Records from a data collection:

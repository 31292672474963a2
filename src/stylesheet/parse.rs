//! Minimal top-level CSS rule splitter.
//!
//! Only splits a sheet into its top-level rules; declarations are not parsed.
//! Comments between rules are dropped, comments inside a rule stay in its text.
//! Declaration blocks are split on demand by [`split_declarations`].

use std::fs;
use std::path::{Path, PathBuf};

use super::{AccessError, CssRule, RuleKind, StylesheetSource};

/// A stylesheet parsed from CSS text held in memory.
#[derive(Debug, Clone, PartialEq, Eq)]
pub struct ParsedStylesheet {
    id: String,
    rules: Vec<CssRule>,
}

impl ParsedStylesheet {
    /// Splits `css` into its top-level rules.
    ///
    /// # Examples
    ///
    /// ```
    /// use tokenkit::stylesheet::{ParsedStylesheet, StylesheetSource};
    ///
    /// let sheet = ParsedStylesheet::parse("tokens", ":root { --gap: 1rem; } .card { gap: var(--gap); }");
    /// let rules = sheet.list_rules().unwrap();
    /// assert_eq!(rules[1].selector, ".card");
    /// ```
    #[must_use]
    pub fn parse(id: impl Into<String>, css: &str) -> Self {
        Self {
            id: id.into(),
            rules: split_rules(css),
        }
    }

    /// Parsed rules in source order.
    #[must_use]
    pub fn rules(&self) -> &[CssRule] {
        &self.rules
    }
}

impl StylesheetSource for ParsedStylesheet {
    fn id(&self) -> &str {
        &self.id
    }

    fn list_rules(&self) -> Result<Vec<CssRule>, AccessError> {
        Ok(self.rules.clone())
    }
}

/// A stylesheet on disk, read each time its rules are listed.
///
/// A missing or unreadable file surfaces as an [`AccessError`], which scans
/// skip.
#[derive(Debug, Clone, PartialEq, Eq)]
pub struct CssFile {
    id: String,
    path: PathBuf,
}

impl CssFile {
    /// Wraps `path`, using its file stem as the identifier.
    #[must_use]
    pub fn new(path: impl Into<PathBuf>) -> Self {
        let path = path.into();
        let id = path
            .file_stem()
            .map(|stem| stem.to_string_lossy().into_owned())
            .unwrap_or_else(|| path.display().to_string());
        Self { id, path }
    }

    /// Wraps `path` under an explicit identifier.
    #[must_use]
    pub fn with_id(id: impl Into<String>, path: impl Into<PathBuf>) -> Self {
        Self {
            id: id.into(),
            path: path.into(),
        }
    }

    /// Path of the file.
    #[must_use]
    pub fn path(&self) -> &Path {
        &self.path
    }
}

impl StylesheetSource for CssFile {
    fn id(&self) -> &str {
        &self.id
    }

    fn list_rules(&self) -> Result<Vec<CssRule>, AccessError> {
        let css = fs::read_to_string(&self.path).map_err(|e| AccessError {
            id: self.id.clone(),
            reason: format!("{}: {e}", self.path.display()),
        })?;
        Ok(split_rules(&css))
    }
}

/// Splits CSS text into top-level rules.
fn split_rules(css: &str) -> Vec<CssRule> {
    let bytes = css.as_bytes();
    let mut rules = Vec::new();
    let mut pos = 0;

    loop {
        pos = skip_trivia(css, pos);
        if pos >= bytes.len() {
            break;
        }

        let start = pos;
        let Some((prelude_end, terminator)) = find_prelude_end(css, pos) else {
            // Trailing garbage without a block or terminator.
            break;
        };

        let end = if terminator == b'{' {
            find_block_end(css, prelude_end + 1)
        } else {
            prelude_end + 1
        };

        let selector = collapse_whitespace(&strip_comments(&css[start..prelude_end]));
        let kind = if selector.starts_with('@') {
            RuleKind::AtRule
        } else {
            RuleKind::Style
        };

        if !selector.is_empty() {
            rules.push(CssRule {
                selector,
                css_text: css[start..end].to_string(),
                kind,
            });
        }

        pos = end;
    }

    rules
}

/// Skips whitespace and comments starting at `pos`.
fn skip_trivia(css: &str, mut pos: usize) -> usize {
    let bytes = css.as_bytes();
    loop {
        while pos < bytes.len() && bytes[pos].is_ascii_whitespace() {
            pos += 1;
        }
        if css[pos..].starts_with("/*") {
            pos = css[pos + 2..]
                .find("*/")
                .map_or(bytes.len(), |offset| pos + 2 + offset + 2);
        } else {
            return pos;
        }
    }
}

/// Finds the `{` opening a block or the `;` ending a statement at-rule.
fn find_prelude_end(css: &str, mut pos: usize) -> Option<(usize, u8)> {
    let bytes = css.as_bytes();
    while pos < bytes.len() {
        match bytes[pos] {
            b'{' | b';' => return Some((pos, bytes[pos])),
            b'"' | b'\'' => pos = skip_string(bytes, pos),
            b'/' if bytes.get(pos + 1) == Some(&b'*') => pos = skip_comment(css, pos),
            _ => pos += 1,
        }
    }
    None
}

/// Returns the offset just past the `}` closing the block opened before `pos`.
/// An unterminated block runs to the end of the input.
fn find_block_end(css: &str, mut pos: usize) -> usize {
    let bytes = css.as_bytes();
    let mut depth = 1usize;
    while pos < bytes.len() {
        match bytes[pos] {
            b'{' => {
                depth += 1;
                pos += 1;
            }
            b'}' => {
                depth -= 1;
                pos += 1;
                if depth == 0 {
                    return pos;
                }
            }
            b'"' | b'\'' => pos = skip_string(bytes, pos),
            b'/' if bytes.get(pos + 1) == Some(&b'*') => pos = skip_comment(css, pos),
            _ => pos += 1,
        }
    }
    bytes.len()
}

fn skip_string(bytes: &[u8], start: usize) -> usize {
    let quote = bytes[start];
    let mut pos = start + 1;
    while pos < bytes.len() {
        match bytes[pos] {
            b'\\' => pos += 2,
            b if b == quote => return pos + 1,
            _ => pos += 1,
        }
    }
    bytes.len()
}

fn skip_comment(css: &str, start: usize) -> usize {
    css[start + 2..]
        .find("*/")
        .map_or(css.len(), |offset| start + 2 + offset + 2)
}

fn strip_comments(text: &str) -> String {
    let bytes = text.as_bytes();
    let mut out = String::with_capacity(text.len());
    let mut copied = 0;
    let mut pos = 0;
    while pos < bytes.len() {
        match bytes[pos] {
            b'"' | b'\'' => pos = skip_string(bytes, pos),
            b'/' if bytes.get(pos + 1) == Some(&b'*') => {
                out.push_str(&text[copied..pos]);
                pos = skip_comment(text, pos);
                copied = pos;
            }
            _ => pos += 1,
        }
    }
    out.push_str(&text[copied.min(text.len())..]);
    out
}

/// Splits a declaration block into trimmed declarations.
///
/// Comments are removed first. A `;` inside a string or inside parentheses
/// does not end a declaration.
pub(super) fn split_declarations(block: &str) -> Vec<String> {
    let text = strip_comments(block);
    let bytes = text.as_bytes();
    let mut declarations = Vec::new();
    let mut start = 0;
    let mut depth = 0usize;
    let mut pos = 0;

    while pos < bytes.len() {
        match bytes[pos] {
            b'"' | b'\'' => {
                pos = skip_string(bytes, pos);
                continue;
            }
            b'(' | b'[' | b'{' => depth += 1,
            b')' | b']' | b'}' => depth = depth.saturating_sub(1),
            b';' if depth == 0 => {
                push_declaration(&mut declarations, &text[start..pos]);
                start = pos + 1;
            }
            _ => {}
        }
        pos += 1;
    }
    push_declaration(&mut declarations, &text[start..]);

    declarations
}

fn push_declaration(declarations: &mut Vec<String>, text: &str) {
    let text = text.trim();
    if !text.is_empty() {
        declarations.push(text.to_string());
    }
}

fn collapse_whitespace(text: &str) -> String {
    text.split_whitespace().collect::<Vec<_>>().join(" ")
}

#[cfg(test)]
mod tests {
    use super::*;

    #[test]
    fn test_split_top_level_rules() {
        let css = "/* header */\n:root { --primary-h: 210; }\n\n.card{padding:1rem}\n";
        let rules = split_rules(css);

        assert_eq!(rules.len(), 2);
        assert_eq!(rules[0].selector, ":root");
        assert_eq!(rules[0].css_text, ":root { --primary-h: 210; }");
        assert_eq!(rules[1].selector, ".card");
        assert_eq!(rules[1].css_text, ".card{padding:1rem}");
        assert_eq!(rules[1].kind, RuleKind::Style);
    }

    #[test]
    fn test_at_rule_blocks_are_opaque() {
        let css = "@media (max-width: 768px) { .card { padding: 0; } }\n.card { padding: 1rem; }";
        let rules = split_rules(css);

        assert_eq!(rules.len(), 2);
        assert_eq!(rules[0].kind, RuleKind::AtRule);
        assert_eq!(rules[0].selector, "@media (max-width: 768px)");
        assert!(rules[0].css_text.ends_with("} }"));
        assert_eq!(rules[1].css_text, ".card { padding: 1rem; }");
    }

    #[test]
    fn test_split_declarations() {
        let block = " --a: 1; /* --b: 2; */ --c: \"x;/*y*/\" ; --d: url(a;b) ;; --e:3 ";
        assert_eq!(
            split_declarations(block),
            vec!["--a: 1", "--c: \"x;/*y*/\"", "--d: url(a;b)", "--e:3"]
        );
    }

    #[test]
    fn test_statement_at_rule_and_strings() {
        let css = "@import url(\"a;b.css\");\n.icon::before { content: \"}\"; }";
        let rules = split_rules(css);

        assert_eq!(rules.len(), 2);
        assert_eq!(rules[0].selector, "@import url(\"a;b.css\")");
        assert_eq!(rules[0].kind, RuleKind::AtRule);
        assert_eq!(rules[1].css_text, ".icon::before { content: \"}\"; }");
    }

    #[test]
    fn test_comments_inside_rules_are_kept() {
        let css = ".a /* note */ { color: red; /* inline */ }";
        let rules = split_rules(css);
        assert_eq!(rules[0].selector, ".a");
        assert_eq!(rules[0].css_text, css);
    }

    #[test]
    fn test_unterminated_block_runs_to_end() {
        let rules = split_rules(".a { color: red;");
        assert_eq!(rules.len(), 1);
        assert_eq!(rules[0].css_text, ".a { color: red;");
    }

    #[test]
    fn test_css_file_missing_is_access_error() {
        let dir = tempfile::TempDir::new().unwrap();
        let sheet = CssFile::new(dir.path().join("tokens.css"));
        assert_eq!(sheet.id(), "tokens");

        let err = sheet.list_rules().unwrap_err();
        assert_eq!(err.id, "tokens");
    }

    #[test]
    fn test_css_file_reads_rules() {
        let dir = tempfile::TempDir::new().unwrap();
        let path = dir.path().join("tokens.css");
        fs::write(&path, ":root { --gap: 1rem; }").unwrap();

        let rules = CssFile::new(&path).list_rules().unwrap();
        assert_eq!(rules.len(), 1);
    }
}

Task statement: Where does the string "import" appear in the records above? Return every line that holds it.

Solved problem:
        let css = "@import url(\"a;b.css\");\n.icon::before { content: \"}\"; }";
        assert_eq!(rules[0].selector, "@import url(\"a;b.css\")");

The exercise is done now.